How to Manage Medical Device Supply Chain Challenges
By Christopher Cheney
Medical devices are one of the most challenging facets of supply chain management at health systems and hospitals.
Medical devices include a range of equipment from monitors, to IV pumps, to million-dollar magnetic resonance imaging machines. Hospitals not only need to acquire medical devices but also need to keep track of them and maintain them in good working condition.
This equipment is high in the supply chain hierarchy, says David Klumpe, PharmD, president of clinical asset management solutions at Indianapolis-based TRIMEDX. “Medical devices are an important part of the hospital supply chain. On the capital side, medical equipment represents 20% to 25% of what the hospital is spending every year on capital equipment. It is a major driver of organizational spending for capital on an ongoing basis.”
He says there are four primary supply chain challenges related to medical devices:
- “The first challenge is gaining visibility to what you own. We find that many of our clients do not fully understand everything that they own. When we help them complete an inventory, there is a pretty big difference between what they think that they own and what they actually own—they can be off as much as 30%,” he says.

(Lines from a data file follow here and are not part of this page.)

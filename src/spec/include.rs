//! `!include` resolution
//!
//! Directives are resolved against the project directory, probing a fixed list
//! of candidate locations. Resolution is best-effort: a directive that cannot
//! be located, or whose file revisits one already being expanded, becomes a
//! placeholder value and parsing carries on.

use serde_json::{json, Map, Value};
use std::fs;
use std::path::{Path, PathBuf};
use tracing::{debug, warn};

use super::raw::RawNode;

/// Tag name of the external-content directive (`!include`)
pub const INCLUDE_TAG: &str = "include";

/// Tab stop used when expanding tabs in included files
pub const INCLUDE_TAB_WIDTH: usize = 2;

/// Subdirectories searched after the project root, in order
const TYPE_DIRS: [&str; 2] = ["datatypes", "types"];

/// Expands include directives while converting a [`RawNode`] tree to JSON
pub(crate) struct IncludeResolver {
    project_dir: Option<PathBuf>,
    /// Canonical paths of the files currently being expanded
    active: Vec<PathBuf>,
}

impl IncludeResolver {
    pub(crate) fn new(project_dir: Option<&Path>) -> Self {
        Self {
            project_dir: project_dir.map(Path::to_path_buf),
            active: Vec::new(),
        }
    }

    pub(crate) fn resolve(&mut self, node: RawNode) -> Value {
        match node {
            RawNode::Null => Value::Null,
            RawNode::Bool(b) => Value::Bool(b),
            RawNode::Number(n) => Value::Number(n),
            RawNode::String(s) => Value::String(s),
            RawNode::Seq(items) => {
                Value::Array(items.into_iter().map(|item| self.resolve(item)).collect())
            }
            RawNode::Map(entries) => Value::Object(self.resolve_map(entries)),
            RawNode::Tagged(tag, inner) if tag == INCLUDE_TAG => match *inner {
                RawNode::String(name) => self.include(name.trim()),
                other => {
                    warn!(found = other.kind(), "!include expects a file name; dropping value");
                    Value::Null
                }
            },
            // `!type` and any other local tag annotate the value inline
            RawNode::Tagged(_, inner) => self.resolve(*inner),
        }
    }

    pub(crate) fn resolve_map(&mut self, entries: Vec<(String, RawNode)>) -> Map<String, Value> {
        let mut map = Map::with_capacity(entries.len());
        for (key, value) in entries {
            let value = self.resolve(value);
            map.insert(key, value);
        }
        map
    }

    fn include(&mut self, name: &str) -> Value {
        let Some((path, content)) = self.read_first_candidate(name) else {
            warn!(include = name, "unresolved !include; substituting placeholder");
            return placeholder(name);
        };

        let canonical = fs::canonicalize(&path).unwrap_or_else(|_| path.clone());
        if self.active.contains(&canonical) {
            warn!(
                include = name,
                path = %path.display(),
                "cyclic !include; substituting placeholder"
            );
            return placeholder(name);
        }

        debug!(include = name, path = %path.display(), "resolved !include");
        let content = expand_tabs(&content, INCLUDE_TAB_WIDTH);
        if !is_yaml_document(&path) {
            return Value::String(content);
        }

        match serde_yaml::from_str::<RawNode>(&content) {
            Ok(node) => {
                self.active.push(canonical);
                let value = self.resolve(node);
                self.active.pop();
                value
            }
            Err(err) => {
                let file_name = path
                    .file_name()
                    .map(|f| f.to_string_lossy().into_owned())
                    .unwrap_or_else(|| name.to_string());
                warn!(path = %path.display(), error = %err, "included file is not valid YAML");
                json!({
                    "type": "object",
                    "description": format!("Included from {file_name} (parsing error: {err})"),
                })
            }
        }
    }

    /// Returns the first readable candidate for `name`
    fn read_first_candidate(&self, name: &str) -> Option<(PathBuf, String)> {
        let project_dir = self.project_dir.as_deref()?;
        for path in candidate_paths(project_dir, name) {
            if !path.is_file() {
                continue;
            }
            match fs::read_to_string(&path) {
                Ok(content) => return Some((path, content)),
                Err(err) => {
                    warn!(path = %path.display(), error = %err, "failed to read included file");
                }
            }
        }
        None
    }
}

/// Candidate locations for an include, in probing order
pub fn candidate_paths(project_dir: &Path, name: &str) -> Vec<PathBuf> {
    let with_ext = format!("{name}.raml");
    let mut paths = vec![project_dir.join(name), project_dir.join(&with_ext)];
    for dir in TYPE_DIRS {
        paths.push(project_dir.join(dir).join(name));
        paths.push(project_dir.join(dir).join(&with_ext));
    }
    paths
}

/// Whether an include name refers to a type or datatype fragment
pub fn looks_like_type_reference(name: &str) -> bool {
    let lower = name.to_ascii_lowercase();
    lower.ends_with(".raml") || lower.contains("datatype") || lower.contains("types/")
}

/// Value substituted for an include that cannot be resolved
pub fn placeholder(name: &str) -> Value {
    if looks_like_type_reference(name) {
        json!({
            "type": "object",
            "properties": {},
            "description": format!("Included from {name}"),
        })
    } else {
        Value::String("string".to_string())
    }
}

fn is_yaml_document(path: &Path) -> bool {
    matches!(
        path.extension().and_then(|e| e.to_str()),
        Some("raml" | "yaml" | "yml")
    )
}

/// Replaces tabs with spaces up to the next multiple of `width`
///
/// The column counter restarts after every line break.
pub fn expand_tabs(text: &str, width: usize) -> String {
    let width = width.max(1);
    let mut out = String::with_capacity(text.len());
    let mut column = 0usize;
    for ch in text.chars() {
        match ch {
            '\t' => {
                let pad = width - column % width;
                out.extend(std::iter::repeat(' ').take(pad));
                column += pad;
            }
            '\n' | '\r' => {
                out.push(ch);
                column = 0;
            }
            _ => {
                out.push(ch);
                column += 1;
            }
        }
    }
    out
}
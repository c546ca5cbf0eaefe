use tree_sitter::{Node, Parser};

/// Position and description of the first syntax error in a file
#[derive(Debug, Clone, PartialEq, Eq)]
pub struct SyntaxIssue {
    /// 1-based line
    pub line: usize,
    /// 0-based column
    pub column: usize,
    pub message: String,
}

/// Syntax-only Python checker backed by the tree-sitter grammar
pub struct PythonSyntax {
    parser: Parser,
}

impl PythonSyntax {
    /// # Errors
    ///
    /// A description of the failure when the grammar cannot be loaded.
    pub fn new() -> Result<Self, String> {
        let mut parser = Parser::new();
        parser
            .set_language(&tree_sitter_python::LANGUAGE.into())
            .map_err(|e| format!("Failed to load the Python grammar: {e}"))?;
        Ok(Self { parser })
    }

    /// Parse `source` and report its first offending node
    pub fn check(&mut self, source: &str) -> Result<(), SyntaxIssue> {
        let Some(tree) = self.parser.parse(source, None) else {
            return Err(SyntaxIssue {
                line: 1,
                column: 0,
                message: "parser produced no tree".to_string(),
            });
        };
        let root = tree.root_node();
        if !root.has_error() {
            return Ok(());
        }
        let issue = match first_error(root) {
            Some(node) => describe(node, source),
            None => SyntaxIssue {
                line: 1,
                column: 0,
                message: "invalid syntax".to_string(),
            },
        };
        Err(issue)
    }
}

/// Depth-first search for the first ERROR or MISSING node
fn first_error(node: Node<'_>) -> Option<Node<'_>> {
    if node.is_error() || node.is_missing() {
        return Some(node);
    }
    if !node.has_error() {
        return None;
    }
    let mut cursor = node.walk();
    for child in node.children(&mut cursor) {
        if let Some(found) = first_error(child) {
            return Some(found);
        }
    }
    None
}

fn describe(node: Node<'_>, source: &str) -> SyntaxIssue {
    let position = node.start_position();
    let message = if node.is_missing() {
        format!("missing '{}'", node.kind())
    } else {
        let text = node.utf8_text(source.as_bytes()).unwrap_or("");
        let snippet: String = text.lines().next().unwrap_or("").chars().take(40).collect();
        if snippet.trim().is_empty() {
            "invalid syntax".to_string()
        } else {
            format!("invalid syntax near '{}'", snippet.trim())
        }
    };
    SyntaxIssue {
        line: position.row + 1,
        column: position.column,
        message,
    }
}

- “The second challenge is measuring device utilization. Hospitals own thousands of devices and they need to know how many they are using on a regular basis. Nearly every hospital struggles with this challenge because it is very difficult for hospitals without technology to monitor device utilization. A typical hospital is only using 40% to 50% of the equipment that they own on any given day. So, asset utilization can be far less than what they might expect,” Klumpe says.
- “The third challenge is that many hospitals lack comparative benchmarks—how much equipment does a hospital own compared to similar hospitals. For example, how many ventilators does a hospital own and how many IV pumps does a hospital own? Many hospitals do not have comparative benchmarks to gauge the level of investment they have made in their equipment,” he says.
- “Lastly, like a lot of things in a hospital, there are many stakeholders for medical devices—many people involved in decisions about clinical equipment. There is the administrative point of view, the frontline caregiver point of view, the finance point of view, the regulatory point of view, and the infection control point of view. So, because there are many stakeholders involved, there can be complex decisions that need to be made with input from many individuals,” Klumpe says.
There are strategies to rise to these challenges, he says. “The first strategy is to create and maintain an accurate single source of truth. A hospital should have a comprehensive inventory of all the equipment that it owns in one location, where they know everything about that equipment. There should not only be an inventory of equipment but also how much of it is utilized, and an accounting of how old it is and whether parts are available.”
The second strategy is to establish effective governance over medical devices, Klumpe says. “There is governance over pharmaceuticals and supplies, and there should be the same level of governance over the ongoing investment in clinical assets. You should get all of the stakeholders around the table, get alignment around goals, and establish accountability for who can make decisions and how decisions are going to be made.”
The third strategy involves technology, he says. “If you are going to try to do this work with manual processes, it is going to be very difficult. So, you need to seek solutions that can automate the collection and maintenance of the data. You need to automate the understanding of utilization. You need to automate infusion of benchmarks into conversations about medical devices.”
Managing medical devices
Hospitals need to establish the useful life of medical devices to help maintain the equipment in good condition, Klumpe says. “Many hospitals rely on the equipment manufacturers to make recommendations about replacement intervals, but there are many pieces of equipment that have useful life far beyond what the manufacturer may suggest through a robust clinical engineering program. Often, hospitals find a partner who can help bring insight to useful life beyond what the manufacturer might suggest is the useful life, which is a way for hospitals to stretch their capital.”
There are two primary strategies to extend the useful life of medical devices, he says.
“One approach is to have a quality clinical engineering program. You should have a team of highly trained, disciplined clinical engineers who are able to do repairs on the equipment in a timely way. These engineers can keep the equipment functioning past what the manufactures have suggested as the useful life of the device,” Klumpe says.
The other approach, which goes hand-in-hand with a quality clinical engineering program, is an advanced supply chain, he says.
“There are parts available for clinical devices after the manufacturers have stopped manufacturing parts. There are several firms that provide ‘aftermarket’ parts. You need to understand that market and be thoughtful about who you are going to buy aftermarket parts from. An advanced supply chain will conduct rigorous supplier management and make sure parts are coming from qualified suppliers. This supplier management ensures that the device is safe and continues to function as it needs to for the care of the patient.”
Christopher Cheney is the senior clinical care editor at HealthLeaders.